Le groupe Casino s'est désisté il y a deux semaines de son assignation contre La Lettre, qui devait donner lieu à une audience devant le tribunal correctionnel de Paris ce jeudi 7 novembre. Dans une citation à comparaître datée du 15 juin, alors divulguée par Le Monde, l'ex-actionnaire majoritaire et PDG Jean-Charles Naouri réclamait 13,7 millions d'euros à Indigo Publications, qui édite le quotidien. La somme représentait 1,7 fois le chiffre d'affaires annuel de la société, un montant record dans une procédure en droit de la presse.

L'avocat du distributeur, Olivier Baratelli, avait pris soin de cibler notre rédactrice en chef adjointe et auteure des articles sur Casino, Sophie Lecluse, lui imputant solidairement cette demande financière exorbitante (en plus du directeur de la publication Quentin Botbol, comme c'est plus classiquement le cas).

Une assignation sous pression

Peine perdue : une quinzaine d'articles sur le groupe ont été publiés depuis cette citation à comparaître.
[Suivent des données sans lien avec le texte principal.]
//! Shared types, errors, and configuration for EduLink.
//!
//! This crate provides common types used across all other crates:
//! - JWT claims and token service
//! - Authentication request payloads
//! - Application-wide error types
//! - Configuration management

pub mod auth;
pub mod config;
pub mod error;
pub mod jwt;

pub use auth::Claims;
pub use config::AppConfig;
pub use error::{AppError, AppResult};
pub use jwt::{JwtConfig, JwtError, JwtService};
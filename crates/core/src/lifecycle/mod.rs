//! Approval lifecycle management for EduLink.
//!
//! Accounts, donations and supply requests all move through the same
//! approval lifecycle: created as `pending`, verified or rejected by an
//! admin, and (for submissions) completed by their owner. This module
//! implements that state machine once, parameterized by entity kind,
//! together with the access checks that gate each transition.
//!
//! # Modules
//!
//! - `types` - Domain types (ApprovalStatus, AccountRole, EntityKind, Transition)
//! - `error` - Lifecycle error types with HTTP mappings
//! - `service` - State transition logic
//! - `guard` - Role and ownership checks

pub mod error;
pub mod guard;
pub mod service;
pub mod types;

#[cfg(test)]
mod guard_props;
#[cfg(test)]
mod service_props;

pub use error::LifecycleError;
pub use guard::{AccessGuard, Viewer};
pub use service::Lifecycle;
pub use types::{AccountRole, ApprovalStatus, EntityKind, Transition};
//! `SeaORM` entity definitions.

pub mod accounts;
pub mod donations;
pub mod sea_orm_active_enums;
pub mod supply_requests;
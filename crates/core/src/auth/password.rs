//! Password hashing with Argon2id.
//!
//! Hashes are stored as PHC strings with a per-password random salt.

use argon2::{
    password_hash::{rand_core::OsRng, PasswordHasher, PasswordVerifier, SaltString},
    Argon2, PasswordHash,
};
use thiserror::Error;

/// Errors that can occur during password operations.
#[derive(Debug, Error)]
pub enum PasswordError {
    /// Failed to hash password.
    #[error("failed to hash password: {0}")]
    HashError(String),

    /// Failed to verify password.
    #[error("failed to verify password: {0}")]
    VerifyError(String),

    /// Invalid password hash format.
    #[error("invalid password hash format")]
    InvalidHash,
}

/// Hashes a password using Argon2id with default parameters.
///
/// # Errors
///
/// Returns `PasswordError::HashError` if hashing fails.
///
/// # Example
///
/// ```
/// use edulink_core::auth::hash_password;
///
/// let hash = hash_password("my_secure_password").unwrap();
/// assert!(hash.starts_with("$argon2id$"));
/// ```
pub fn hash_password(password: &str) -> Result<String, PasswordError> {
    let salt = SaltString::generate(&mut OsRng);
    let argon2 = Argon2::default();

    argon2
        .hash_password(password.as_bytes(), &salt)
        .map(|hash| hash.to_string())
        .map_err(|e| PasswordError::HashError(e.to_string()))
}

/// Verifies a password against a stored PHC hash.
///
/// Returns `Ok(false)` on a mismatch; an `Err` means the stored hash was
/// unreadable or verification itself failed.
///
/// # Errors
///
/// Returns `PasswordError::InvalidHash` if the hash format is invalid.
/// Returns `PasswordError::VerifyError` if verification fails unexpectedly.
///
/// # Example
///
/// ```
/// use edulink_core::auth::{hash_password, verify_password};
///
/// let hash = hash_password("my_password").unwrap();
/// assert!(verify_password("my_password", &hash).unwrap());
/// assert!(!verify_password("wrong_password", &hash).unwrap());
/// ```
pub fn verify_password(password: &str, hash: &str) -> Result<bool, PasswordError> {
    let parsed_hash = PasswordHash::new(hash).map_err(|_| PasswordError::InvalidHash)?;

    let argon2 = Argon2::default();

    match argon2.verify_password(password.as_bytes(), &parsed_hash) {
        Ok(()) => Ok(true),
        Err(argon2::password_hash::Error::Password) => Ok(false),
        Err(e) => Err(PasswordError::VerifyError(e.to_string())),
    }
}

#[cfg(test)]
mod tests {
    use super::*;

    #[test]
    fn test_hash_is_phc_format() {
        let hash = hash_password("correct horse battery staple").unwrap();
        assert!(hash.starts_with("$argon2id$"));
        assert_ne!(hash, "correct horse battery staple");
    }

    #[test]
    fn test_roundtrip_accepts_correct_password() {
        let hash = hash_password("s3cret!").unwrap();
        assert!(verify_password("s3cret!", &hash).unwrap());
    }

    #[test]
    fn test_roundtrip_rejects_wrong_password() {
        let hash = hash_password("s3cret!").unwrap();
        assert!(!verify_password("s3cret?", &hash).unwrap());
    }

    #[test]
    fn test_salt_makes_hashes_unique() {
        let first = hash_password("same-password").unwrap();
        let second = hash_password("same-password").unwrap();
        assert_ne!(first, second);
    }

    #[test]
    fn test_garbage_hash_is_invalid() {
        let result = verify_password("password", "not-a-phc-string");
        assert!(matches!(result, Err(PasswordError::InvalidHash)));
    }
}
//! API route definitions.

use axum::{
    Json, Router, extract::multipart::MultipartError, http::StatusCode, middleware,
    response::IntoResponse, response::Response,
};
use serde::Deserialize;
use serde_json::json;
use tracing::error;

use crate::{AppState, middleware::auth::auth_middleware};
use edulink_core::lifecycle::LifecycleError;
use edulink_core::storage::StorageError;

pub mod auth;
pub mod donations;
pub mod files;
pub mod health;
pub mod requests;

/// Creates the API router with public and protected routes.
#[allow(clippy::needless_pass_by_value)]
pub fn api_routes_with_state(state: AppState) -> Router<AppState> {
    // Protected routes that require authentication
    let protected_routes = Router::new()
        .merge(auth::protected_routes())
        .merge(donations::protected_routes())
        .merge(requests::protected_routes())
        .layer(middleware::from_fn_with_state(
            state.clone(),
            auth_middleware,
        ));

    // Combine public and protected routes
    Router::new()
        .merge(health::routes())
        .merge(files::routes())
        .merge(auth::routes())
        .merge(donations::routes())
        .merge(requests::routes())
        .merge(protected_routes)
}

/// Request body for rejecting an account, donation or supply request.
///
/// The reason is required; a missing or blank reason is refused by the
/// lifecycle engine before anything is written.
#[derive(Debug, Deserialize)]
pub struct RejectRequest {
    /// Why the entity was rejected.
    #[serde(default)]
    pub reason: Option<String>,
}

/// Maps a lifecycle error onto the shared response envelope.
///
/// Database errors are logged and collapsed into a generic 500 so driver
/// details never leak to callers. Every other variant carries its own
/// status code and stable error code.
pub(crate) fn lifecycle_error(err: &LifecycleError) -> Response {
    if let LifecycleError::Database(detail) = err {
        error!("Database error: {detail}");
        return (
            StatusCode::INTERNAL_SERVER_ERROR,
            Json(json!({
                "success": false,
                "error": "DATABASE_ERROR",
                "message": "An unexpected error occurred"
            })),
        )
            .into_response();
    }

    let status = StatusCode::from_u16(err.status_code()).unwrap_or(StatusCode::BAD_REQUEST);
    (
        status,
        Json(json!({
            "success": false,
            "error": err.error_code(),
            "message": err.to_string()
        })),
    )
        .into_response()
}

/// Maps a document upload failure onto the shared response envelope.
///
/// Validation failures report what the caller got wrong; backend failures
/// are logged and collapsed into a generic 500.
pub(crate) fn upload_error(err: &StorageError) -> Response {
    match err {
        StorageError::FileTooLarge { .. } => (
            StatusCode::BAD_REQUEST,
            Json(json!({
                "success": false,
                "error": "FILE_TOO_LARGE",
                "message": err.to_string()
            })),
        )
            .into_response(),
        StorageError::ExtensionNotAllowed { .. } | StorageError::MissingExtension { .. } => (
            StatusCode::BAD_REQUEST,
            Json(json!({
                "success": false,
                "error": "FILE_TYPE_NOT_ALLOWED",
                "message": err.to_string()
            })),
        )
            .into_response(),
        StorageError::NotFound { .. } | StorageError::Configuration(_) | StorageError::Operation(_) => {
            error!("Storage error during upload: {err}");
            (
                StatusCode::INTERNAL_SERVER_ERROR,
                Json(json!({
                    "success": false,
                    "error": "UPLOAD_FAILED",
                    "message": "File upload failed"
                })),
            )
                .into_response()
        }
    }
}

/// Maps a malformed multipart body onto the shared response envelope.
pub(crate) fn multipart_error(err: &MultipartError) -> Response {
    (
        StatusCode::BAD_REQUEST,
        Json(json!({
            "success": false,
            "error": "INVALID_MULTIPART",
            "message": err.to_string()
        })),
    )
        .into_response()
}

/// Router wiring tests that never reach the database.
///
/// These requests are resolved by the middleware and guards before any
/// repository call, so a disconnected backend is enough.
#[cfg(test)]
mod integration_tests {
    use super::*;
    use axum::body::Body;
    use axum::http::{Request, header::AUTHORIZATION};
    use http_body_util::BodyExt;
    use sea_orm::DatabaseConnection;
    use std::sync::Arc;
    use tower::ServiceExt;

    use crate::create_router;
    use edulink_core::storage::{StorageConfig, StorageProvider, StorageService};
    use edulink_shared::{JwtConfig, JwtService};

    fn test_state() -> AppState {
        let jwt_service = JwtService::new(JwtConfig {
            secret: "router-test-secret".to_string(),
            token_expiry_secs: 3600,
        });
        let storage = StorageService::from_config(StorageConfig::new(
            StorageProvider::local_fs("./test-uploads"),
        ))
        .expect("should create storage");

        AppState {
            db: Arc::new(DatabaseConnection::Disconnected),
            jwt_service: Arc::new(jwt_service),
            storage: Arc::new(storage),
        }
    }

    async fn body_json(response: Response) -> serde_json::Value {
        let bytes = response
            .into_body()
            .collect()
            .await
            .expect("should read body")
            .to_bytes();
        serde_json::from_slice(&bytes).expect("should parse body")
    }

    #[tokio::test]
    async fn test_health_endpoint() {
        let app = create_router(test_state(), None);

        let response = app
            .oneshot(
                Request::builder()
                    .uri("/api/health")
                    .body(Body::empty())
                    .unwrap(),
            )
            .await
            .unwrap();

        assert_eq!(response.status(), StatusCode::OK);
        let body = body_json(response).await;
        assert_eq!(body["status"], "ok");
    }

    #[tokio::test]
    async fn test_protected_route_requires_token() {
        let app = create_router(test_state(), None);

        let response = app
            .oneshot(
                Request::builder()
                    .uri("/api/auth/me")
                    .body(Body::empty())
                    .unwrap(),
            )
            .await
            .unwrap();

        assert_eq!(response.status(), StatusCode::UNAUTHORIZED);
        let body = body_json(response).await;
        assert_eq!(body["error"], "UNAUTHORIZED");
    }

    #[tokio::test]
    async fn test_protected_route_rejects_garbage_token() {
        let app = create_router(test_state(), None);

        let response = app
            .oneshot(
                Request::builder()
                    .uri("/api/auth/me")
                    .header(AUTHORIZATION, "Bearer not.a.token")
                    .body(Body::empty())
                    .unwrap(),
            )
            .await
            .unwrap();

        assert_eq!(response.status(), StatusCode::UNAUTHORIZED);
    }

    #[tokio::test]
    async fn test_submission_route_requires_token() {
        let app = create_router(test_state(), None);

        // GET /donations is public; POST on the same path is not.
        let response = app
            .oneshot(
                Request::builder()
                    .method("POST")
                    .uri("/api/donations")
                    .header("content-type", "application/json")
                    .body(Body::from("{}"))
                    .unwrap(),
            )
            .await
            .unwrap();

        assert_eq!(response.status(), StatusCode::UNAUTHORIZED);
    }

    #[tokio::test]
    async fn test_admin_route_refuses_non_admin() {
        let state = test_state();
        let token = state
            .jwt_service
            .generate_token(uuid::Uuid::new_v4(), "donor")
            .expect("should generate token");
        let app = create_router(state, None);

        let response = app
            .oneshot(
                Request::builder()
                    .uri("/api/auth/pending-users")
                    .header(AUTHORIZATION, format!("Bearer {token}"))
                    .body(Body::empty())
                    .unwrap(),
            )
            .await
            .unwrap();

        assert_eq!(response.status(), StatusCode::FORBIDDEN);
        let body = body_json(response).await;
        assert_eq!(body["error"], "ADMIN_REQUIRED");
    }

    #[tokio::test]
    async fn test_missing_file_returns_404() {
        let app = create_router(test_state(), None);

        let response = app
            .oneshot(
                Request::builder()
                    .uri("/api/files/donation/missing-image.png")
                    .body(Body::empty())
                    .unwrap(),
            )
            .await
            .unwrap();

        assert_eq!(response.status(), StatusCode::NOT_FOUND);
        let body = body_json(response).await;
        assert_eq!(body["error"], "FILE_NOT_FOUND");
    }

    #[tokio::test]
    async fn test_invalid_id_segment_rejected() {
        let app = create_router(test_state(), None);

        let response = app
            .oneshot(
                Request::builder()
                    .uri("/api/donations/not-a-uuid")
                    .body(Body::empty())
                    .unwrap(),
            )
            .await
            .unwrap();

        assert_eq!(response.status(), StatusCode::BAD_REQUEST);
    }
}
La Lettre a poursuivi sa couverture de la descente aux enfers financière de Casino sous la présidence de Jean-Charles Naouri (LL du 29/06/23), des coulisses de son rachat par Daniel Kretinsky (LL du 08/09/23) avant de dévoiler la mécanique de son démembrement par Intermarché et Auchan (LL du 30/11/23). À noter : la nouvelle équipe dirigeante menée par Philippe Palazzi a pris le temps de la réflexion pour se désister de son action judiciaire, son retrait intervenant sept mois après la prise de contrôle de Casino par le milliardaire tchèque.

Le dépôt de la plainte contre La Lettre était intervenu dans un contexte de tension extrême pour le PDG de Casino. Sous pression de ses prêteurs et des fonds spécialisés dans la vente à découvert qui misaient sur la baisse de son cours de Bourse, Jean-Charles Naouri était au pied du mur à la fin du premier semestre 2023. Engagé dans une insoluble conciliation avec ses créanciers pour réduire sa dette, l'homme d'affaires avait aussi été placé en garde à vue trois semaines plus tôt dans le cadre d'une enquête ouverte depuis quatre ans sur des faits présumés de "manipulation de cours en bande organisée, corruption privée active et passive" et "délit d'initié commis courant 2018 et 2019".

Une baisse de 2,2 % du cours de Bourse

Dans ce climat tendu, le propriétaire des enseignes Monoprix, Franprix ou encore CDiscount, accusait La Lettre de "diffamation" et "dénigrements" à propos de neuf articles parus entre le 27 avril et le 14 juin 2023. Pour tenter de démontrer que ces derniers avaient "conduit à une baisse de la valeur de l'action" et relevaient d'une volonté de "déstabilisation", l'assignation s'appuyait sur une variation du cours de Bourse de 2,26 % intervenue lors de la séance du 8 juin, alors même que le titre avait perdu 48 % de sa valeur en un an.

Dans La Lettre du 8 juin 2023, un premier papier publié à 6 h 20 relatait les doutes des administrateurs indépendants sur leur maintien au sein du conseil, puis un second, plus remarqué, dévoilait l'échec des discussions sur l'opération de rachat de Casino par InVivo et le trio Xavier Niel - Matthieu Pigasse - Moez-Alexandre Zouari. Qualifiée de "diffamatoire" par l'assignation, cette information publiée à 11 h 40 avait pourtant été confirmée le même jour par un communiqué du groupe Casino après la fermeture de la cotation à Paris. Passant par pertes et profits l'exactitude des faits, c'est donc le timing de leur divulgation que Jean-Charles Naouri contestait par la voix de son avocat Olivier Baratelli. Et ainsi la possibilité pour un média de révéler une information sur un groupe coté avant sa communication officielle, pendant les horaires d'ouverture de la Bourse.